Predicting an Object Location Using a Global Image Representation

Jose A. Rodriguez Serrano; Diane Larlus

2013 ICCV ICCV 2013

Predicting an Object Location Using a Global Image Representation

Abstract

We tackle the detection of prominent objects in images as a retrieval task: given a global image descriptor, we find the most similar images in an annotated dataset, and transfer the object bounding boxes. We refer to this approach as data driven detection (DDD), that is an alternative to sliding windows. Previous works have used similar notions but with task-independent similarities and representations, i.e. they were not tailored to the end-goal of localization.

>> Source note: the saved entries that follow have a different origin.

//! 전송 워커 (링크당 하나)
//!
//! - 큐에서 디스크립터를 꺼내 GetRange 요청/재시도/백오프 수행
//! - 성공하면 슬롯을 채우고 RTT 샘플 기록 (첫 시도만, Karn)
//! - 시도 소진 시 큐에 되돌림
//! - 꺼낸 디스크립터마다 ack는 정확히 한 번

use std::sync::Arc;

use bytes::Bytes;
use tokio::time::Instant;
use tracing::{debug, warn};

use crate::chunk::{ChunkDescriptor, ChunkSlots, LinkId};
use crate::config::{Config, ServerErrorPolicy};
use crate::link::LinkEndpoint;
use crate::packet::{self, PacketHeader, RequestKind};
use crate::queue::WorkQueue;
use crate::rtt::RttEstimator;
use crate::stats::StatsAggregator;

/// 디스크립터 하나의 처리 결과
#[derive(Debug, Clone, Copy, PartialEq, Eq)]
enum Outcome {
    /// 이 워커가 슬롯을 채움
    Filled,

    /// 응답은 맞았지만 슬롯이 이미 채워져 있음
    AlreadyFilled,

    /// 시도 횟수 소진
    Exhausted,

    /// 서버 에러 신호 (kind > 100)
    ServerError(u8),
}

/// 워커 종료 보고
#[derive(Debug, Clone)]
pub struct WorkerReport {
    /// 링크 ID
    pub link_id: LinkId,

    /// 채운 청크 수
    pub filled: u64,

    /// 재큐잉한 디스크립터 수
    pub requeued: u64,

    /// 재큐잉이 거부되어 버려진 디스크립터 수
    pub dropped: u64,

    /// 마지막 서버 에러 코드
    pub server_error: Option<u8>,

    /// 종료 시점의 RTT 추정 상태
    pub estimator: RttEstimator,
}

/// 전송 워커
pub struct TransferWorker {
    link: LinkEndpoint,
    file_id: u8,
    queue: Arc<WorkQueue>,
    slots: Arc<ChunkSlots>,
    stats: Arc<StatsAggregator>,
    rtt: RttEstimator,
    max_attempts: u32,
    server_error_policy: ServerErrorPolicy,
    recv_buffer_size: usize,
}

impl TransferWorker {
    pub fn new(
        link: LinkEndpoint,
        file_id: u8,
        queue: Arc<WorkQueue>,
        slots: Arc<ChunkSlots>,
        stats: Arc<StatsAggregator>,
        config: &Config,
    ) -> Self {
        Self {
            link,
            file_id,
            queue,
            slots,
            stats,
            rtt: RttEstimator::new(config.initial_timeout, config.max_timeout),
            max_attempts: config.max_attempts,
            server_error_policy: config.server_error_policy,
            recv_buffer_size: config.recv_buffer_size,
        }
    }

    /// 큐가 빌 때까지 실행
    pub async fn run(mut self) -> WorkerReport {
        let link_id = self.link.id();
        let mut buf = vec![0u8; self.recv_buffer_size];
        let mut report = WorkerReport {
            link_id,
            filled: 0,
            requeued: 0,
            dropped: 0,
            server_error: None,
            estimator: self.rtt.clone(),
        };

        self.stats.record_link_timeout(link_id, self.rtt.current_timeout());

        while let Some(descriptor) = self.queue.pop() {
            if self.slots.is_filled(descriptor.index) {
                debug!("링크 {}: 청크 {} 이미 채워짐, 건너뜀", link_id, descriptor.index);
                self.queue.ack();
                continue;
            }

            match self.fetch(descriptor, &mut buf).await {
                Outcome::Filled => report.filled += 1,
                Outcome::AlreadyFilled => {}
                Outcome::Exhausted => {
                    if self.requeue(descriptor) {
                        report.requeued += 1;
                    } else {
                        report.dropped += 1;
                    }
                }
                Outcome::ServerError(code) => {
                    self.stats.record_server_error();
                    report.server_error = Some(code);
                    match self.server_error_policy {
                        ServerErrorPolicy::AbortChunk => {
                            warn!(
                                "링크 {}: 서버 에러 {} - 청크 {} 포기",
                                link_id, code, descriptor.index
                            );
                            report.dropped += 1;
                        }
                        ServerErrorPolicy::Requeue => {
                            warn!(
                                "링크 {}: 서버 에러 {} - 청크 {} 재시도",
                                link_id, code, descriptor.index
                            );
                            if self.requeue(descriptor) {
                                report.requeued += 1;
                            } else {
                                report.dropped += 1;
                            }
                        }
                        ServerErrorPolicy::AbortTransfer => {
                            warn!("링크 {}: 서버 에러 {} - 전송 중단", link_id, code);
                            report.dropped += 1;
                            self.queue.close();
                        }
                    }
                }
            }

            self.queue.ack();
        }

        debug!(
            "링크 {} 워커 종료: filled={}, requeued={}, timeout={:?}",
            link_id,
            report.filled,
            report.requeued,
            self.rtt.current_timeout()
        );

        report.estimator = self.rtt;
        report
    }

    fn requeue(&self, descriptor: ChunkDescriptor) -> bool {
        if self.queue.requeue(descriptor) {
            self.stats.record_requeue();
            debug!("링크 {}: 청크 {} 재큐잉", self.link.id(), descriptor.index);
            true
        } else {
            warn!(
                "링크 {}: 청크 {} 재큐잉 거부 (한도 초과 또는 큐 닫힘)",
                self.link.id(),
                descriptor.index
            );
            false
        }
    }

    /// 디스크립터 하나에 대해 최대 max_attempts번 요청
    async fn fetch(&mut self, descriptor: ChunkDescriptor, buf: &mut [u8]) -> Outcome {
        let link_id = self.link.id();
        let header = PacketHeader::range(self.file_id, descriptor.range_start, descriptor.range_end);
        let request = match packet::encode(&header, &[]) {
            Ok(bytes) => bytes,
            Err(e) => {
                warn!("요청 인코딩 실패: {}", e);
                return Outcome::Exhausted;
            }
        };

        for attempt in 1..=self.max_attempts {
            let sent_at = Instant::now();
            let deadline = sent_at + self.rtt.current_timeout();

            if let Err(e) = self.link.send(&request).await {
                warn!("링크 {}: 송신 에러: {}", link_id, e);
                tokio::time::sleep_until(deadline).await;
                self.on_timeout(descriptor, attempt);
                continue;
            }
            self.stats.record_request(link_id);

            // 같은 시도 안에서 마감까지 대기 (불일치 응답은 무시)
            loop {
                let len = match self.link.recv_until(buf, deadline).await {
                    Ok(Some(len)) => len,
                    Ok(None) => {
                        self.on_timeout(descriptor, attempt);
                        break;
                    }
                    Err(e) => {
                        warn!("링크 {}: 수신 에러: {}", link_id, e);
                        tokio::time::sleep_until(deadline).await;
                        self.on_timeout(descriptor, attempt);
                        break;
                    }
                };

                let packet = match packet::decode(&buf[..len]) {
                    Ok(packet) => packet,
                    Err(_) => {
                        self.stats.record_malformed();
                        continue;
                    }
                };
                let reply = packet.header;

                if reply.kind == RequestKind::GetRange as u8 && reply.file_id == self.file_id {
                    if reply.range_start != descriptor.range_start || packet.payload.is_empty() {
                        self.stats.record_stale();
                        continue;
                    }

                    // 요청보다 긴 페이로드는 요청 범위까지만 사용
                    let wanted = descriptor.requested_len();
                    let payload = &packet.payload[..packet.payload.len().min(wanted)];
                    if payload.len() < wanted {
                        self.stats.record_short_payload();
                        debug!(
                            "청크 {}: 짧은 페이로드 {}/{} bytes",
                            descriptor.index,
                            payload.len(),
                            wanted
                        );
                    }

                    let sample = (attempt == 1).then(|| sent_at.elapsed());
                    if let Some(sample) = sample {
                        self.rtt.on_sample(sample);
                    }

                    let filled = self
                        .slots
                        .fill(descriptor.index, link_id, Bytes::copy_from_slice(payload));
                    self.stats.record_link_timeout(link_id, self.rtt.current_timeout());

                    if !filled {
                        debug!("청크 {}: 중복 응답, 슬롯 유지", descriptor.index);
                        return Outcome::AlreadyFilled;
                    }

                    self.stats.record_chunk(link_id, payload.len(), sample);
                    return Outcome::Filled;
                }

                if reply.is_server_error() {
                    return Outcome::ServerError(reply.kind);
                }

                self.stats.record_stale();
            }
        }

        Outcome::Exhausted
    }

    fn on_timeout(&mut self, descriptor: ChunkDescriptor, attempt: u32) {
        self.rtt.on_timeout();
        self.stats
            .record_timeout(self.link.id(), self.rtt.current_timeout());
        debug!(
            "링크 {}: 청크 {} 타임아웃 (시도 {}/{}), 새 타임아웃 {:?}",
            self.link.id(),
            descriptor.index,
            attempt,
            self.max_attempts,
            self.rtt.current_timeout()
        );
    }
}
impl Download {
    /// 16진수 다이제스트
    pub fn digest_hex(&self) -> String {
        hex::encode(self.digest)
    }

    /// 파일로 저장
    pub async fn save(&self, path: impl AsRef<Path>) -> Result<()> {
        tokio::fs::write(path, &self.data).await?;
        Ok(())
    }
}

/// RDTP 클라이언트
pub struct Client {
    config: Config,
    servers: Vec<SocketAddr>,

    /// 질의 전용 링크 (첫 번째 서버)
    query_link: LinkEndpoint,
}

impl Client {
    /// 서버 목록 검증과 질의 링크 생성
    pub async fn connect(config: Config, servers: &[SocketAddr]) -> Result<Self> {
        config.validate()?;
        if servers.is_empty() {
            return Err(Error::NoLinks);
        }
        if servers.len() > LinkId::MAX as usize + 1 {
            return Err(Error::InvalidConfig(format!(
                "too many servers: {}",
                servers.len()
            )));
        }

        let query_link = LinkEndpoint::bind(0, servers[0]).await?;
        info!(
            "Query link bound to {} -> {}",
            query_link.local_addr()?,
            servers[0]
        );

        Ok(Self {
            config,
            servers: servers.to_vec(),
            query_link,
        })
    }

    pub fn config(&self) -> &Config {
        &self.config
    }

    pub fn servers(&self) -> &[SocketAddr] {
        &self.servers
    }

    /// 전송용 링크를 서버마다 새로 바인드
    async fn bind_links(&self) -> Result<Vec<LinkEndpoint>> {
        let mut links = Vec::with_capacity(self.servers.len());
        for (id, &server) in self.servers.iter().enumerate() {
            let link = LinkEndpoint::bind(id as LinkId, server).await?;
            debug!("Link {} bound to {} -> {}", id, link.local_addr()?, server);
            links.push(link);
        }
        Ok(links)
    }

    /// 파일 목록 (타임아웃이면 빈 목록)
    pub async fn list_files(&self) -> Result<Vec<FileEntry>> {
        query::list_files(&self.query_link, self.config.query_timeout).await
    }

    /// 파일 크기 (타임아웃이면 None)
    pub async fn file_size(&self, file_id: u8) -> Result<Option<u32>> {
        query::file_size(&self.query_link, file_id, self.config.query_timeout).await
    }

    /// 파일 다운로드 (진행 상황은 로그로 출력)
    pub async fn download(&self, file_id: u8, file_size: u32) -> Result<Download> {
        self.download_with(file_id, file_size, std::future::pending::<()>(), |progress| {
            info!("{}", progress)
        })
        .await
    }

    /// 취소 future와 진행 콜백을 지정한 다운로드
    pub async fn download_with<C, P>(
        &self,
        file_id: u8,
        file_size: u32,
        cancel: C,
        mut on_progress: P,
    ) -> Result<Download>
    where
        C: Future<Output = ()>,
        P: FnMut(&Progress),
    {
        let links = self.bind_links().await?;
        let descriptors = chunk::plan(file_size, self.config.max_payload);
        let total_chunks = descriptors.len();

        info!(
            "Downloading file {} ({} bytes, {} chunks, {} links)",
            file_id,
            file_size,
            total_chunks,
            links.len()
        );

        let queue = Arc::new(WorkQueue::with_descriptors(
            descriptors,
            self.config.max_requeues,
        )?);
        let slots = Arc::new(ChunkSlots::new(total_chunks));
        let stats = Arc::new(StatsAggregator::new(
            links.len(),
            file_size as u64,
            total_chunks,
        ));

        let handles: Vec<_> = links
            .into_iter()
            .map(|link| {
                let worker = TransferWorker::new(
                    link,
                    file_id,
                    queue.clone(),
                    slots.clone(),
                    stats.clone(),
                    &self.config,
                );
                tokio::spawn(worker.run())
            })
            .collect();

        // 보고 루프
        let drained = queue.wait_drained();
        tokio::pin!(drained);
        tokio::pin!(cancel);
        let mut ticker = tokio::time::interval(self.config.report_interval);

        loop {
            tokio::select! {
                biased;

                _ = &mut drained => break,
                _ = &mut cancel => {
                    warn!("Download of file {} cancelled", file_id);
                    queue.close();
                    return Err(Error::Cancelled);
                }
                _ = ticker.tick() => {
                    on_progress(&stats.progress(slots.filled_bytes()));
                }
            }
        }

        let mut reports = Vec::with_capacity(handles.len());
        for handle in handles {
            let report = handle.await.map_err(|e| Error::Worker(e.to_string()))?;
            reports.push(report);
        }

        on_progress(&stats.progress(slots.filled_bytes()));

        if self.config.server_error_policy == ServerErrorPolicy::AbortTransfer {
            if let Some(code) = reports.iter().find_map(|r| r.server_error) {
                return Err(Error::ServerError { code });
            }
        }

        let assembled = reassembly::reassemble(&slots, file_size)?;
        let stats = stats.snapshot();

        info!("Download complete: {}", stats.summary());
        info!("MD5: {}", assembled.digest_hex());

        Ok(Download {
            file_id,
            data: assembled.data,
            digest: assembled.digest,
            stats,
            reports,
        })
    }
}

This article proposes two contributions: (i) a metric learning algorithm and (ii) a representation of images as object probability maps, that are both optimized for detection. We show experimentally that these two contributions are crucial to DDD, do not require costly additional operations, and in some cases yield comparable or better results than state-of-the-art detectors despite conceptual simplicity and increased speed. As an application of prominent object detection, we improve fine-grained categorization by precropping images with the proposed approach.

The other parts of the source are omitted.